Grablichter und Fotos von Getöteten sind ein beliebtes Fotomotiv für
Touristen, die in einem der zahlreichen Straßencafés ihren Latte Macchiato
oder einen Cognac schlürfen. Das hochprozentige Kaltgetränk wird von
freundlichen Damen in landesüblicher Tracht in einem krimtatarischen
Restaurant serviert. Dort flimmern Videoclips von der Halbinsel Krim über
mehrere Bildschirme, deren Bewohner nach ihrem „freiwilligen“ Beitritt zur
Russischen Föderation im März jetzt ein besseres Leben erwartet.
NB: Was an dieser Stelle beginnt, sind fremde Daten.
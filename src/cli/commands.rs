//! CLI command definitions

use crate::domain::{ColorToken, Icon, PromptKind};
use crate::error::{JournalError, Result};
use clap::{Parser, Subcommand, ValueEnum};
use std::path::PathBuf;

#[derive(Parser, Debug)]
#[command(name = "growth-journal")]
#[command(about = "Personal growth journal: moments, values and strengths", long_about = None)]
#[command(version)]
pub struct Cli {
    /// Config file (default: $GROWTH_JOURNAL_CONFIG, then built-in defaults)
    #[arg(short, long, global = true, value_name = "FILE")]
    pub config: Option<PathBuf>,

    #[command(subcommand)]
    pub command: Option<Commands>,
}

#[derive(Subcommand, Debug)]
pub enum Commands {
    /// Start an interactive session reading commands from stdin (default)
    Session,

    /// Print the seed catalog
    Catalog {
        /// Section to print (default: all)
        #[arg(value_enum)]
        section: Option<CatalogSection>,
    },
}

#[derive(ValueEnum, Clone, Copy, Debug, PartialEq, Eq)]
pub enum CatalogSection {
    Values,
    Strengths,
    Prompts,
}

/// One line typed into a session
#[derive(Parser, Debug)]
#[command(name = "growth-journal", no_binary_name = true, disable_version_flag = true)]
pub struct SessionLine {
    #[command(subcommand)]
    pub command: SessionCommand,
}

#[derive(Subcommand, Debug)]
pub enum SessionCommand {
    /// List moments, newest first
    Moments,

    /// Show, add or edit a moment
    Moment {
        #[command(subcommand)]
        action: MomentAction,
    },

    /// List values, optionally filtered
    Values {
        /// Case-insensitive text to find in name or description
        #[arg(short, long, default_value = "")]
        search: String,

        /// Exact category to require
        #[arg(long)]
        category: Option<String>,
    },

    /// Show, add or edit a value
    Value {
        #[command(subcommand)]
        action: ValueAction,
    },

    /// List strengths with reflection progress
    Strengths,

    /// Show or add a strength
    Strength {
        #[command(subcommand)]
        action: StrengthAction,
    },

    /// List this week's challenges
    Challenges,

    /// Add or toggle a challenge
    Challenge {
        #[command(subcommand)]
        action: ChallengeAction,
    },

    /// List journaling prompts
    Prompts {
        /// Only prompts of this kind (moment, value)
        #[arg(short, long)]
        kind: Option<PromptKind>,
    },

    /// Guided reflection on a strength
    Reflect {
        #[command(subcommand)]
        action: ReflectAction,
    },

    /// End the session
    #[command(alias = "exit")]
    Quit,
}

#[derive(Subcommand, Debug)]
pub enum MomentAction {
    /// Show one moment with its linked values and strengths
    Show { id: String },

    /// Record a new moment
    Add {
        #[arg(long)]
        title: String,

        /// What happened?
        #[arg(long)]
        description: String,

        /// Why was this meaningful?
        #[arg(long)]
        reflection: String,

        /// Image file to attach (kept for this session only)
        #[arg(long)]
        image: Option<PathBuf>,

        /// Linked value id (repeatable)
        #[arg(long = "value")]
        values: Vec<String>,

        /// Linked strength id (repeatable)
        #[arg(long = "strength")]
        strengths: Vec<String>,

        /// Mood from 1 to 5
        #[arg(long)]
        mood: Option<u8>,
    },

    /// Edit a moment; omitted fields keep their current value
    Edit {
        id: String,

        #[arg(long)]
        title: Option<String>,

        #[arg(long)]
        description: Option<String>,

        #[arg(long)]
        reflection: Option<String>,

        #[arg(long)]
        image: Option<PathBuf>,

        /// Replace linked value ids (repeatable)
        #[arg(long = "value")]
        values: Vec<String>,

        /// Replace linked strength ids (repeatable)
        #[arg(long = "strength")]
        strengths: Vec<String>,

        #[arg(long)]
        mood: Option<u8>,
    },
}

#[derive(Subcommand, Debug)]
pub enum ValueAction {
    /// Show one value with its reflection questions
    Show { id: String },

    /// Define a new value
    Add {
        #[arg(long)]
        name: String,

        #[arg(long)]
        description: String,

        #[arg(long)]
        category: Option<String>,

        /// heart, sparkles, trophy, dumbbell, scale (default: random)
        #[arg(long)]
        icon: Option<Icon>,

        /// hot-pink, orange, royal-blue, navy, green (default: random)
        #[arg(long)]
        color: Option<ColorToken>,

        #[arg(long)]
        image: Option<PathBuf>,
    },

    /// Edit a value; omitted fields keep their current value
    Edit {
        id: String,

        #[arg(long)]
        name: Option<String>,

        #[arg(long)]
        description: Option<String>,

        #[arg(long)]
        category: Option<String>,

        #[arg(long)]
        icon: Option<Icon>,

        #[arg(long)]
        color: Option<ColorToken>,

        #[arg(long)]
        image: Option<PathBuf>,
    },

    /// Replace a value's image
    Image { id: String, path: PathBuf },
}

#[derive(Subcommand, Debug)]
pub enum StrengthAction {
    /// Show one strength with its reflections
    Show { id: String },

    /// Track a new strength
    Add {
        #[arg(long)]
        name: String,

        #[arg(long)]
        description: String,
    },
}

#[derive(Subcommand, Debug)]
pub enum ChallengeAction {
    /// Add a challenge for a strength
    Add {
        #[arg(long)]
        strength: String,

        #[arg(long)]
        description: String,
    },

    /// Mark a challenge done, or not done
    Toggle { id: String },
}

#[derive(Subcommand, Debug)]
pub enum ReflectAction {
    /// Begin reflecting on a strength
    Start { strength_id: String },

    /// Answer the current step
    Answer {
        #[arg(required = true, num_args = 1.., trailing_var_arg = true, allow_hyphen_values = true)]
        text: Vec<String>,
    },

    /// Go to the next step
    Next,

    /// Go back one step
    Prev,

    /// Save the reflection (last step only)
    Finish,

    /// Discard the reflection in progress
    Cancel,

    /// Show the current step
    Status,
}

/// Split a session line into words.
///
/// Whitespace separates words. Single quotes keep text literally; double
/// quotes keep whitespace and honor backslash escapes.
pub fn split_line(line: &str) -> Result<Vec<String>> {
    let mut words = Vec::new();
    let mut current = String::new();
    let mut in_word = false;
    let mut chars = line.chars();

    while let Some(c) = chars.next() {
        match c {
            '\'' => {
                in_word = true;
                loop {
                    match chars.next() {
                        Some('\'') => break,
                        Some(ch) => current.push(ch),
                        None => return Err(unterminated('\'')),
                    }
                }
            }
            '"' => {
                in_word = true;
                loop {
                    match chars.next() {
                        Some('"') => break,
                        Some('\\') => match chars.next() {
                            Some(ch) => current.push(ch),
                            None => return Err(unterminated('"')),
                        },
                        Some(ch) => current.push(ch),
                        None => return Err(unterminated('"')),
                    }
                }
            }
            '\\' => {
                in_word = true;
                if let Some(ch) = chars.next() {
                    current.push(ch);
                }
            }
            c if c.is_whitespace() => {
                if in_word {
                    words.push(std::mem::take(&mut current));
                    in_word = false;
                }
            }
            c => {
                in_word = true;
                current.push(c);
            }
        }
    }

    if in_word {
        words.push(current);
    }

    Ok(words)
}

fn unterminated(quote: char) -> JournalError {
    JournalError::Command(format!("Unterminated {} quote", quote))
}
Einen Schnelldurchlauf durch die jüngste Geschichte bieten auch die
zahlreichen Straßenhändler an ihren Ständen an. Neben bestickten Blusen,
blau-gelben Schirmmützen mit der Aufschrift „Ukraine“ sind hier auch
Europa-Fahnen, Flaggen der rechtsextremen Organisation Pravij Sektor
(Rechter Sektor) und T-Shirts mit der Aufschrift PTN-PNCH, was soviel wie
„Putin, fick dich“ bedeutet, erhältlich.
Besonders beliebt sind Magneten zum Preis von zehn Griwna (umgerechnet 70
Cent), die etwa halb so groß wie Fünf-Euro-Scheine sind. Darauf abgebildet
sind Aufnahmen von Menschenmassen und prügelnden Polizisten auf dem Maidan
versehen mit Aufschriften wie „Der Euro-Maidan ist Putins Albtraum“ oder
„In uns pulsiert das Blut der Helden“.
Auf anderen heißt es „Willkommen in Russland“, „Die Krim ist nicht
Russland“ und „Wie gut, dass ich kein Moskal (Schimpfwort für Russen) bin.“
Überhaupt: Russlands Präsident Wladimir Putin ist hier allgegenwärtig und
scheint sich nicht gerade besonderer Beliebtheit zu erfreuen. So zeigen
Magnete „Putler“, wie er von vielen in Kiew genannt wird, vor einem Galgen
und der Aufforderung: „Wowa, es muss sein!“ oder neben Adolf Hitler und der
Frage: „Wowa, warum hast du dich rasiert?“
Auch Janukowitsch scheint geschäftstüchtige Ukrainer inspiriert zu haben.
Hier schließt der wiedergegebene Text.